By 2011 the house was in use as a care home, specialising in dementia and elderly patients, with a capacity of 22 residents. The home was rated as sub-standard ("requires improvement") in 2019 and closed in February 2020. The hall was sold and by 2021 was owned by Henry Straker-Smith.

Straker-Smith claimed that it was "financially unviable to restore the existing buildings as a family home" due to structural problems and the presence of asbestos and claimed the empty building cost £5,000 per month to maintain. Straker-Smith proposed to demolish the structure and build a new family home on the site. Planning permission is not required to demolish non-listed structures in England outside of conservation areas but the local authority must approve the method of demolition to minimise dust and nuisance. Northumberland County Council confirmed they were powerless to prevent the demolition, which was scheduled to proceed in September 2021.

The Victorian Society, a conservation charity, described the hall as "a key local heritage asset" and campaigned against its demolition and for reform of the planning laws on demolition. The Victorian Society applied to Historic England (HE) for a review of the building's listed status. HE could find no reason that the structure's original listing status was removed and presumed it had been an error. Describing the structure as "a good example of an evolved English country house" in a "well-executed Tudor Revival design ... [with] a handsome principal elevation", they restored the hall to its original grade II listing on 23 April 2021. The Department for Digital, Culture, Media and Sport, the successor of the Department of the Environment in conservation matters, agreed with the decision to relist the structure.

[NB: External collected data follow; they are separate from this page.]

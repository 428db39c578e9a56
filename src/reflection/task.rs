//! Task, iteration and result model for the reflection loop.

use std::time::Duration;

use serde::{Deserialize, Serialize};

use crate::config::ReflectionConfig;
use crate::parser::{TestResult, TypeCheckResult};

/// What a code change does to its file.
#[derive(Debug, Clone, Copy, PartialEq, Eq, Serialize, Deserialize)]
#[serde(rename_all = "lowercase")]
pub enum ChangeOperation {
    Create,
    Edit,
    Delete,
}

impl std::fmt::Display for ChangeOperation {
    fn fmt(&self, f: &mut std::fmt::Formatter<'_>) -> std::fmt::Result {
        let s = match self {
            ChangeOperation::Create => "create",
            ChangeOperation::Edit => "edit",
            ChangeOperation::Delete => "delete",
        };
        f.write_str(s)
    }
}

/// A single file change proposed for the sandbox.
#[derive(Debug, Clone, PartialEq, Eq, Serialize, Deserialize)]
pub struct CodeChange {
    /// Path relative to the workspace root.
    pub path: String,
    pub operation: ChangeOperation,
    /// Full new content. Empty for deletes.
    #[serde(default)]
    pub content: String,
    #[serde(default)]
    pub reason: String,
}

impl CodeChange {
    /// Creates a change that writes `content` to `path`.
    pub fn edit(path: impl Into<String>, content: impl Into<String>) -> Self {
        Self {
            path: path.into(),
            operation: ChangeOperation::Edit,
            content: content.into(),
            reason: String::new(),
        }
    }

    /// Creates a change that adds a new file.
    pub fn create(path: impl Into<String>, content: impl Into<String>) -> Self {
        Self {
            operation: ChangeOperation::Create,
            ..Self::edit(path, content)
        }
    }

    /// Creates a change that removes `path`.
    pub fn delete(path: impl Into<String>) -> Self {
        Self {
            operation: ChangeOperation::Delete,
            ..Self::edit(path, String::new())
        }
    }

    /// Sets the reason.
    pub fn with_reason(mut self, reason: impl Into<String>) -> Self {
        self.reason = reason.into();
        self
    }
}

/// A request to iterate on the codebase until validation passes.
#[derive(Debug, Clone, PartialEq, Serialize, Deserialize)]
pub struct ReflectionTask {
    /// Unique task identifier.
    pub id: String,
    /// What the change should achieve.
    pub objective: String,
    /// Files the change is expected to touch.
    #[serde(default)]
    pub target_files: Vec<String>,
    /// Free-form context. Fenced code blocks here seed the first iteration.
    #[serde(default)]
    pub context: Option<String>,
    /// Falls back to the configured default.
    #[serde(default)]
    pub max_iterations: Option<u32>,
    /// Falls back to the configured default.
    #[serde(default)]
    pub required_pass_rate: Option<f64>,
    /// Request promotion as soon as the task succeeds.
    #[serde(default)]
    pub auto_promote: bool,
}

impl ReflectionTask {
    /// Creates a task with a fresh id.
    pub fn new(objective: impl Into<String>) -> Self {
        Self {
            id: uuid::Uuid::new_v4().to_string(),
            objective: objective.into(),
            target_files: Vec::new(),
            context: None,
            max_iterations: None,
            required_pass_rate: None,
            auto_promote: false,
        }
    }

    /// Sets the target files.
    pub fn with_target_files(mut self, files: Vec<String>) -> Self {
        self.target_files = files;
        self
    }

    /// Sets the context.
    pub fn with_context(mut self, context: impl Into<String>) -> Self {
        self.context = Some(context.into());
        self
    }

    /// Sets the iteration budget.
    pub fn with_max_iterations(mut self, max: u32) -> Self {
        self.max_iterations = Some(max);
        self
    }

    /// Sets the required pass rate.
    pub fn with_required_pass_rate(mut self, rate: f64) -> Self {
        self.required_pass_rate = Some(rate);
        self
    }

    /// Sets auto-promotion.
    pub fn with_auto_promote(mut self, auto_promote: bool) -> Self {
        self.auto_promote = auto_promote;
        self
    }

    /// Applies configured defaults and clamps the limits.
    pub fn resolved(&self, config: &ReflectionConfig) -> ResolvedTask {
        let rate = self
            .required_pass_rate
            .unwrap_or(config.default_required_pass_rate);
        let rate = if rate.is_nan() { 1.0 } else { rate.clamp(0.0, 1.0) };
        ResolvedTask {
            max_iterations: self
                .max_iterations
                .unwrap_or(config.default_max_iterations)
                .max(1),
            required_pass_rate: rate,
        }
    }
}

/// Effective limits for one run of a task.
#[derive(Debug, Clone, Copy, PartialEq)]
pub struct ResolvedTask {
    pub max_iterations: u32,
    pub required_pass_rate: f64,
}

/// One apply-validate cycle.
#[derive(Debug, Clone, PartialEq, Serialize, Deserialize)]
pub struct ReflectionIteration {
    /// 1-based iteration number.
    pub number: u32,
    /// Changes applied in this iteration.
    pub changes: Vec<CodeChange>,
    pub type_check: Option<TypeCheckResult>,
    pub test_result: Option<TestResult>,
    /// Errors recorded while applying, validating or refining.
    pub errors: Vec<String>,
    /// Reasoning of the refinement that produced these changes.
    pub reasoning: Option<String>,
    pub duration: Duration,
}

impl ReflectionIteration {
    /// Fraction of tests that did not fail, if tests ran.
    pub fn pass_rate(&self) -> Option<f64> {
        self.test_result.as_ref().map(TestResult::pass_rate)
    }
}

/// Terminal status of a task.
#[derive(Debug, Clone, Copy, PartialEq, Eq, Serialize, Deserialize)]
#[serde(rename_all = "lowercase")]
pub enum ReflectionStatus {
    Success,
    Partial,
    Failed,
    Aborted,
}

impl std::fmt::Display for ReflectionStatus {
    fn fmt(&self, f: &mut std::fmt::Formatter<'_>) -> std::fmt::Result {
        let s = match self {
            ReflectionStatus::Success => "success",
            ReflectionStatus::Partial => "partial",
            ReflectionStatus::Failed => "failed",
            ReflectionStatus::Aborted => "aborted",
        };
        f.write_str(s)
    }
}

/// Outcome of a task. The only input to handoff preparation.
#[derive(Debug, Clone, PartialEq, Serialize, Deserialize)]
pub struct ReflectionResult {
    pub task_id: String,
    pub objective: String,
    pub status: ReflectionStatus,
    /// Full iteration history.
    pub iterations: Vec<ReflectionIteration>,
    pub final_test_result: Option<TestResult>,
    pub type_check_passed: bool,
    /// Sandbox commit holding the result, if any.
    pub commit_hash: Option<String>,
    /// True only for a successful task with a commit.
    pub ready_for_promotion: bool,
    /// Human-readable summary.
    pub summary: String,
    pub sandbox_id: String,
    pub session_id: Option<String>,
    pub duration: Duration,
}
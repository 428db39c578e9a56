//! Persistent sandbox state for reattaching after a restart.

use std::path::{Path, PathBuf};

use chrono::{DateTime, Utc};
use serde::{Deserialize, Serialize};

use crate::error::Result;
use crate::persist;

/// Lifecycle status of the sandbox environment.
#[derive(Debug, Clone, Copy, PartialEq, Eq, Default, Serialize, Deserialize)]
#[serde(rename_all = "lowercase")]
pub enum SandboxStatus {
    #[default]
    Stopped,
    Starting,
    Running,
    Error,
}

impl std::fmt::Display for SandboxStatus {
    fn fmt(&self, f: &mut std::fmt::Formatter<'_>) -> std::fmt::Result {
        let s = match self {
            SandboxStatus::Stopped => "stopped",
            SandboxStatus::Starting => "starting",
            SandboxStatus::Running => "running",
            SandboxStatus::Error => "error",
        };
        f.write_str(s)
    }
}

/// Status of the optional dev server inside the sandbox.
#[derive(Debug, Clone, PartialEq, Eq, Serialize, Deserialize)]
pub struct DevServerStatus {
    pub running: bool,
    pub port: u16,
    pub command: String,
    pub started_at: Option<DateTime<Utc>>,
    pub error: Option<String>,
}

/// The singleton sandbox record.
///
/// Saved to `<state_dir>/sandbox-state.json` after every mutation.
#[derive(Debug, Clone, PartialEq, Serialize, Deserialize)]
pub struct SandboxState {
    /// Identity of this sandbox incarnation.
    pub id: String,
    /// Container id, once created.
    pub container_id: Option<String>,
    /// Persistent workspace volume.
    pub volume_name: Option<String>,
    pub status: SandboxStatus,
    /// Branch checked out inside the sandbox.
    pub branch: Option<String>,
    /// Commit the branch was created from.
    pub base_commit: Option<String>,
    /// Most recent commit made in the sandbox.
    pub last_commit: Option<String>,
    pub created_at: DateTime<Utc>,
    pub started_at: Option<DateTime<Utc>>,
    pub last_used_at: DateTime<Utc>,
    /// Commands executed inside the environment.
    pub execution_count: u64,
    #[serde(default)]
    pub dev_server: Option<DevServerStatus>,
    pub last_error: Option<String>,
}

impl Default for SandboxState {
    fn default() -> Self {
        Self::new()
    }
}

impl SandboxState {
    /// Creates the initial state of a never-started sandbox.
    pub fn new() -> Self {
        let now = Utc::now();
        Self {
            id: uuid::Uuid::new_v4().to_string(),
            container_id: None,
            volume_name: None,
            status: SandboxStatus::Stopped,
            branch: None,
            base_commit: None,
            last_commit: None,
            created_at: now,
            started_at: None,
            last_used_at: now,
            execution_count: 0,
            dev_server: None,
            last_error: None,
        }
    }

    /// Returns true if the environment is up.
    pub fn is_running(&self) -> bool {
        self.status == SandboxStatus::Running && self.container_id.is_some()
    }

    /// Updates the last-used timestamp.
    pub fn touch(&mut self) {
        self.last_used_at = Utc::now();
    }
}

/// Reads and writes the sandbox state document.
#[derive(Debug, Clone)]
pub struct StateStore {
    path: PathBuf,
}

impl StateStore {
    /// Creates a store backed by `path`.
    pub fn new(path: impl Into<PathBuf>) -> Self {
        Self { path: path.into() }
    }

    /// Path of the state document.
    pub fn path(&self) -> &Path {
        &self.path
    }

    /// Loads the persisted state. A corrupted document is an error.
    pub fn load(&self) -> Result<Option<SandboxState>> {
        persist::read_json(&self.path)
    }

    /// Persists the state.
    pub fn save(&self, state: &SandboxState) -> Result<()> {
        persist::write_json_atomic(&self.path, state)
    }
}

The relisting grants the hall protection under the Planning (Listed Buildings and Conservation Areas) Act 1990 and would require an application for listed building consent for any future demolition. Such a consent should only be granted where there would be a substantial public benefit, in this case effectively safeguarding the structure. After the relisting The Victorian Society requested that Northumberland County Council work with Straker-Smith to find a suitable purpose for the hall, warning that there was a risk that it could be left to deteriorate until permission to demolish it was forthcoming.